Open MPI/MPICH - What happens if a node terminates?


I would like to know what happens if a node of a OpenMPI/MPICH2 cluster terminates? Is there some mechanism that is tolerant for this case and continues the execution?

Thanks for your answers Heinrich


Solution

  • Note that a feature that has existed since MPI 1.x days is that you can set an error handler: eg,

    http://www.mpi-forum.org/docs/mpi-11-html/node148.html

    As Mark notes, most of us just use MPI_ERRORS_ARE_FATAL (which is the default) because our algorithms are very state-heavy and can't easily be recovered (except through checkpointing, which most of us do anyway).

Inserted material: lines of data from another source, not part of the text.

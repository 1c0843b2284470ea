//! Main entry point for the searchads-sync CLI

use clap::Parser;
use searchads_sync::cli::{Cli, Commands};
use searchads_sync::shutdown::ShutdownCoordinator;
use tracing::error;
use tracing_subscriber::EnvFilter;

/// Initialize the tracing subscriber with optional JSON formatting.
///
/// Diagnostics go to stderr; stdout is reserved for the message stream.
fn init_tracing() {
    let json_format = std::env::var("LOG_FORMAT")
        .map(|v| v.to_lowercase() == "json")
        .unwrap_or(false);

    let filter = EnvFilter::try_from_default_env()
        .unwrap_or_else(|_| EnvFilter::new("searchads_sync=info"));

    if json_format {
        tracing_subscriber::fmt()
            .json()
            .with_env_filter(filter)
            .with_writer(std::io::stderr)
            .init();
    } else {
        tracing_subscriber::fmt()
            .with_env_filter(filter)
            .with_writer(std::io::stderr)
            .init();
    }
}

#[tokio::main]
async fn main() {
    init_tracing();

    let cli = Cli::parse();

    let shutdown = ShutdownCoordinator::shared();
    tokio::spawn({
        let shutdown = shutdown.clone();
        async move {
            if tokio::signal::ctrl_c().await.is_ok() {
                tracing::warn!("Ctrl+C received, finishing current file and saving state");
                shutdown.trigger();
            }
        }
    });

    let result: anyhow::Result<()> = match &cli.command {
        Commands::Discover(cmd) => cmd.execute().map_err(anyhow::Error::from),
        Commands::Sync(cmd) => cmd.execute(&cli, shutdown).await.map_err(anyhow::Error::from),
    };

    if let Err(e) = result {
        error!("Command failed: {}", e);
        std::process::exit(1);
    }
}
impl SyncEngine {
    /// Create an engine over its collaborators
    pub fn new(
        api: Arc<dyn ReportApi>,
        extractor: Arc<dyn FileExtractor>,
        sink: Arc<dyn RecordSink>,
        coercer: Arc<dyn SchemaCoercer>,
        state: Arc<StateStore>,
        shutdown: Option<SharedShutdown>,
    ) -> Self {
        Self {
            api,
            extractor,
            sink,
            coercer,
            state,
            shutdown,
        }
    }

    /// Announce a stream's schema and key properties to the sink
    pub fn announce(&self, stream: &StreamConfig) -> Result<(), SyncError> {
        self.sink.emit_schema(
            stream.name(),
            stream.schema.as_value(),
            &stream.report_type.key_properties(),
        )?;
        Ok(())
    }

    /// Sync one stream: returns the emitted count and the final bookmark.
    ///
    /// Configuration and date-window defects surface before any network
    /// call. Network failures surface after the HTTP layer's retry budget,
    /// leaving the bookmark at its last persisted position.
    pub async fn sync(&self, stream: &StreamConfig) -> Result<SyncSummary, SyncError> {
        let name = stream.name();
        info!(stream = name, "Syncing stream");

        // Step 1: column projection.
        let columns = project_columns(stream)?;

        // Step 2: date-range validation against the platform's one-day lag.
        let mut bookmark = self
            .state
            .bookmark(name)
            .await
            .unwrap_or_else(|| StreamBookmark::new(stream.start_date));
        let today = Utc::now().date_naive();
        let window = validate_window(stream, bookmark.date, today)?;

        // Step 3: submit-or-resume, resolved exactly once.
        let files = match JobPlan::resolve(&bookmark) {
            JobPlan::Resume { report_id } => {
                info!(stream = name, report_id, offset = bookmark.offset, "Resuming report job");
                let files = self.api.await_completion(&report_id).await?;
                if bookmark.file_count != Some(files.len()) {
                    bookmark.record_file_count(files.len());
                    self.state.update(name, bookmark.clone()).await?;
                }
                files
            }
            JobPlan::Submit => {
                let request = build_request(stream, columns, window)?;
                let report_id = self.api.submit(&request).await?;
                // Persist the id before any download so a crash after
                // submission resumes this job instead of resubmitting.
                bookmark.record_submission(report_id.clone());
                self.state.update(name, bookmark.clone()).await?;

                let files = self.api.await_completion(&report_id).await?;
                bookmark.record_file_count(files.len());
                self.state.update(name, bookmark.clone()).await?;
                files
            }
        };

        // Steps 4-5: ordinal file iteration with file-granular persistence.
        let mut new_watermark = bookmark.date;
        let mut emitted: u64 = 0;
        for descriptor in &files {
            if descriptor.ordinal < bookmark.offset {
                debug!(stream = name, ordinal = descriptor.ordinal, "Skipping processed file");
                continue;
            }
            if let Some(shutdown) = &self.shutdown {
                if shutdown.is_triggered() {
                    warn!(stream = name, "Shutdown requested, abandoning sync");
                    return Err(SyncError::Cancelled);
                }
            }

            let records = self.extractor.extract(&descriptor.url).await?;
            debug!(
                stream = name,
                ordinal = descriptor.ordinal,
                records = records.len(),
                "Processing result file"
            );
            for record in records {
                if self.emit_filtered(stream, record, bookmark.date, &mut new_watermark)? {
                    emitted += 1;
                }
            }

            bookmark.advance_file();
            self.state.update(name, bookmark.clone()).await?;
        }

        // Step 6: finalize the watermark.
        bookmark.date = new_watermark;
        self.state.update(name, bookmark.clone()).await?;
        info!(stream = name, emitted, watermark = %bookmark.date, "Stream synced");
        Ok(SyncSummary { emitted, bookmark })
    }

    /// Apply the incremental filter to one record and emit it if selected.
    ///
    /// The running watermark tracks the maximum observed key over every
    /// record, including ones below the emission threshold, so boundary
    /// rows sharing the old watermark date are never missed on the next
    /// run. Returns whether the record was emitted.
    fn emit_filtered(
        &self,
        stream: &StreamConfig,
        record: Record,
        old_watermark: NaiveDate,
        new_watermark: &mut NaiveDate,
    ) -> Result<bool, SyncError> {
        let emit = match &stream.replication {
            Replication::FullTable => true,
            Replication::Incremental { key } => {
                match record.get(key.as_str()).and_then(value_as_date) {
                    Some(date) => {
                        if date > *new_watermark {
                            *new_watermark = date;
                        }
                        date >= old_watermark
                    }
                    // Rows without a parseable key cannot advance the
                    // watermark but are still delivered.
                    None => true,
                }
            }
        };
        if emit {
            let coerced = self.coercer.coerce(&stream.schema, record);
            self.sink.emit(stream.name(), &coerced, Utc::now())?;
        }
        Ok(emit)
    }
}

/// Compute the selected column set for a stream.
///
/// Starts from the schema's columns, applies the optional allow-list, drops
/// date-segment columns when segmentation is off or unsupported, and
/// force-includes the replication key.
pub fn project_columns(stream: &StreamConfig) -> Result<Vec<String>, SyncError> {
    let replication_key = stream.replication.key();

    if let Some(key) = replication_key {
        if !stream.schema.has_column(key) {
            return Err(SyncError::Config(format!(
                "replication key {key:?} does not exist in the {} schema",
                stream.name()
            )));
        }
        if let Some(allow) = &stream.column_allow_list {
            if !allow.iter().any(|c| c == key) {
                return Err(SyncError::Config(format!(
                    "column allow-list for {} excludes the replication key {key:?}",
                    stream.name()
                )));
            }
        }
    }

    let segments_selected =
        stream.include_date_segments && stream.report_type.supports_date_segments();

    let mut columns: Vec<String> = stream
        .schema
        .column_names()
        .into_iter()
        .filter(|name| match &stream.column_allow_list {
            Some(allow) => allow.iter().any(|c| c == name),
            None => true,
        })
        .filter(|name| {
            if segments_selected {
                return true;
            }
            // The replication key survives segment exclusion.
            if replication_key == Some(*name) {
                return true;
            }
            !DATE_SEGMENT_COLUMNS.contains(name)
        })
        .map(str::to_string)
        .collect();

    if let Some(key) = replication_key {
        if !columns.iter().any(|c| c == key) {
            columns.push(key.to_string());
        }
    }

    if columns.is_empty() {
        return Err(SyncError::Config(format!(
            "no columns selected for {}",
            stream.name()
        )));
    }
    Ok(columns)
}

/// Validate the effective date window and return it.
///
/// The platform does not reliably report on same-day or future data, so
/// without an explicit end date the start must be strictly earlier than
/// yesterday and the window ends yesterday.
pub fn validate_window(
    stream: &StreamConfig,
    start: NaiveDate,
    today: NaiveDate,
) -> Result<TimeRange, SyncError> {
    let yesterday = today
        .checked_sub_days(Days::new(1))
        .ok_or_else(|| SyncError::DateRange("date underflow computing yesterday".into()))?;

    match stream.end_date {
        Some(end) => {
            if start > end {
                return Err(SyncError::DateRange(format!(
                    "start date ({start}) is after configured end date ({end})"
                )));
            }
            Ok(TimeRange {
                start_date: start,
                end_date: end,
            })
        }
        None => {
            if start >= yesterday {
                return Err(SyncError::DateRange(format!(
                    "start date ({start}) must be strictly earlier than yesterday ({yesterday}); \
                     the platform lags one day"
                )));
            }
            Ok(TimeRange {
                start_date: start,
                end_date: yesterday,
            })
        }
    }
}
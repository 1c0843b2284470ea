//! Authenticated HTTP request layer
//!
//! Issues API calls with a current access token, classifies responses into
//! success / retryable / fatal, and retries retryable classifications with
//! bounded exponential backoff. Report API calls authenticate with an
//! `access_token` query parameter; result-file downloads use an
//! `Authorization: Bearer` header (the download endpoint requires it).

use reqwest::Method;
use serde_json::Value;
use std::sync::Arc;
use std::time::Duration;
use tracing::{debug, warn};

use crate::auth::{AuthError, TokenProvider};

/// Retries per request after the initial attempt
pub const MAX_RETRIES: u32 = 3;

/// Initial backoff delay in milliseconds, doubled per attempt
pub const INITIAL_BACKOFF_MS: u64 = 1000;

/// Cap on the exponential backoff delay
pub const MAX_BACKOFF_MS: u64 = 30_000;

/// Calculate exponential backoff delay for a zero-based retry count
pub fn calculate_backoff(retry_count: u32) -> Duration {
    let delay_ms = INITIAL_BACKOFF_MS.saturating_mul(2u64.saturating_pow(retry_count));
    Duration::from_millis(delay_ms.min(MAX_BACKOFF_MS))
}

/// A classified successful response
#[derive(Debug)]
pub struct ApiResponse {
    /// HTTP status code
    pub status: u16,
    /// Response body decoded as JSON, [`Value::Null`] when empty or not JSON
    pub body: Value,
}

/// Outcome of classifying one HTTP response
#[derive(Debug)]
pub enum Classification {
    /// 200/202: the call succeeded
    Success,
    /// Retryable within the attempt budget
    Retry(ApiError),
    /// Not retryable; surfaced to the caller immediately
    Fatal(ApiError),
}

/// Classify a response status and decoded body per the platform's contract
pub fn classify(status: u16, body: &Value) -> Classification {
    match status {
        200 | 202 => Classification::Success,
        429 => Classification::Retry(ApiError::TooManyRequests),
        401 if error_reason(body) == Some("expired") => {
            Classification::Retry(ApiError::TokenExpired)
        }
        _ => Classification::Fatal(ApiError::FatalHttp {
            status,
            message: error_message(body).unwrap_or("request failed").to_string(),
        }),
    }
}

/// Server-provided error reason (`error.errors[0].reason`)
fn error_reason(body: &Value) -> Option<&str> {
    body.get("error")?
        .get("errors")?
        .get(0)?
        .get("reason")?
        .as_str()
}

/// Server-provided error message (`error.message`)
fn error_message(body: &Value) -> Option<&str> {
    body.get("error")?.get("message")?.as_str()
}

/// Authenticated API client shared across stream workers
#[derive(Clone)]
pub struct ApiClient {
    http: reqwest::Client,
    tokens: Arc<dyn TokenProvider>,
}

impl ApiClient {
    /// Create a client over a shared token provider
    pub fn new(http: reqwest::Client, tokens: Arc<dyn TokenProvider>) -> Self {
        Self { http, tokens }
    }

    /// Execute an API call with retry and backoff.
    ///
    /// Retryable classifications (429, 401-expired, network failures) are
    /// retried up to [`MAX_RETRIES`] times after the initial attempt, with
    /// exponential backoff between attempts; on exhaustion the last
    /// retryable error is surfaced. A token-expired
    /// response invalidates the credential cache so the next attempt
    /// refreshes before sending.
    pub async fn execute(
        &self,
        method: Method,
        url: &str,
        body: Option<&Value>,
    ) -> Result<ApiResponse, ApiError> {
        let mut last_error = None;

        for attempt in 0..=MAX_RETRIES {
            if attempt > 0 {
                let backoff = calculate_backoff(attempt - 1);
                debug!(?backoff, attempt, "Retrying request");
                tokio::time::sleep(backoff).await;
            }

            let token = self.tokens.access_token().await?;
            let mut request = self
                .http
                .request(method.clone(), url)
                .query(&[("access_token", token.as_str())]);
            if let Some(json) = body {
                request = request.json(json);
            }

            let response = match request.send().await {
                Ok(response) => response,
                Err(e) => {
                    warn!(%method, url, attempt = attempt + 1, error = %e, "Network error");
                    last_error = Some(ApiError::Network(e.to_string()));
                    continue;
                }
            };

            let status = response.status().as_u16();
            let text = response.text().await.unwrap_or_default();
            let decoded: Value = serde_json::from_str(&text).unwrap_or(Value::Null);
            debug!(%method, url, status, "API call");

            match classify(status, &decoded) {
                Classification::Success => {
                    return Ok(ApiResponse {
                        status,
                        body: decoded,
                    })
                }
                Classification::Retry(error) => {
                    if matches!(error, ApiError::TokenExpired) {
                        self.tokens.invalidate().await;
                    }
                    warn!(%method, url, status, attempt = attempt + 1, %error, "Retryable response");
                    last_error = Some(error);
                }
                Classification::Fatal(error) => {
                    warn!(%method, url, status, %error, "Fatal response");
                    return Err(error);
                }
            }
        }

        Err(last_error.unwrap_or_else(|| ApiError::Network("all attempts exhausted".into())))
    }

    /// Execute a result-file download with bearer-header auth.
    ///
    /// Same classification and retry policy as [`execute`](Self::execute),
    /// but the successful response is returned undecoded so the caller can
    /// stream the body.
    pub async fn execute_download(&self, url: &str) -> Result<reqwest::Response, ApiError> {
        let mut last_error = None;

        for attempt in 0..=MAX_RETRIES {
            if attempt > 0 {
                let backoff = calculate_backoff(attempt - 1);
                debug!(?backoff, attempt, "Retrying download");
                tokio::time::sleep(backoff).await;
            }

            let token = self.tokens.access_token().await?;
            let response = match self.http.get(url).bearer_auth(&token).send().await {
                Ok(response) => response,
                Err(e) => {
                    warn!(url, attempt = attempt + 1, error = %e, "Network error");
                    last_error = Some(ApiError::Network(e.to_string()));
                    continue;
                }
            };

            let status = response.status().as_u16();
            if matches!(status, 200 | 202) {
                debug!(url, status, "Download started");
                return Ok(response);
            }

            let text = response.text().await.unwrap_or_default();
            let decoded: Value = serde_json::from_str(&text).unwrap_or(Value::Null);
            match classify(status, &decoded) {
                // Unreachable: success handled above before consuming the body.
                Classification::Success => continue,
                Classification::Retry(error) => {
                    if matches!(error, ApiError::TokenExpired) {
                        self.tokens.invalidate().await;
                    }
                    warn!(url, status, attempt = attempt + 1, %error, "Retryable response");
                    last_error = Some(error);
                }
                Classification::Fatal(error) => {
                    warn!(url, status, %error, "Fatal response");
                    return Err(error);
                }
            }
        }

        Err(last_error.unwrap_or_else(|| ApiError::Network("all attempts exhausted".into())))
    }
}

/// HTTP layer errors
#[derive(Debug, thiserror::Error)]
pub enum ApiError {
    /// Rate limited by the platform (HTTP 429)
    #[error("rate limit exceeded")]
    TooManyRequests,

    /// Access token rejected as expired (HTTP 401, reason `expired`)
    #[error("access token expired")]
    TokenExpired,

    /// Non-retryable server error, carrying the server message
    #[error("HTTP {status}: {message}")]
    FatalHttp {
        /// HTTP status code
        status: u16,
        /// Server-provided error message
        message: String,
    },

    /// Network-level failure
    #[error("network error: {0}")]
    Network(String),

    /// Token acquisition failure
    #[error(transparent)]
    Auth(#[from] AuthError),
}

impl ApiError {
    /// Whether this error class is retried within the attempt budget
    pub fn is_retryable(&self) -> bool {
        matches!(
            self,
            ApiError::TooManyRequests | ApiError::TokenExpired | ApiError::Network(_)
        )
    }
}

    But that need not be the case; you can have the MPI functions return the error messages and try to recover as best you can.

    There are a few fault-tolerant MPI packages out there -- http://icl.cs.utk.edu/ftmpi/ (which is kind of old and only implements MPI 1.2 functionality). More recently, http://osl.iu.edu/research/ft/cifts/ is one approach being put into OpenMPI as a separate project, and there is also an OS-level checkpoint/restart package, BLCR, which may be of interest.

    The MPI-3 forum is discussing a standard fault-tolerance API in MPI, so the pace of such projects is accellerating.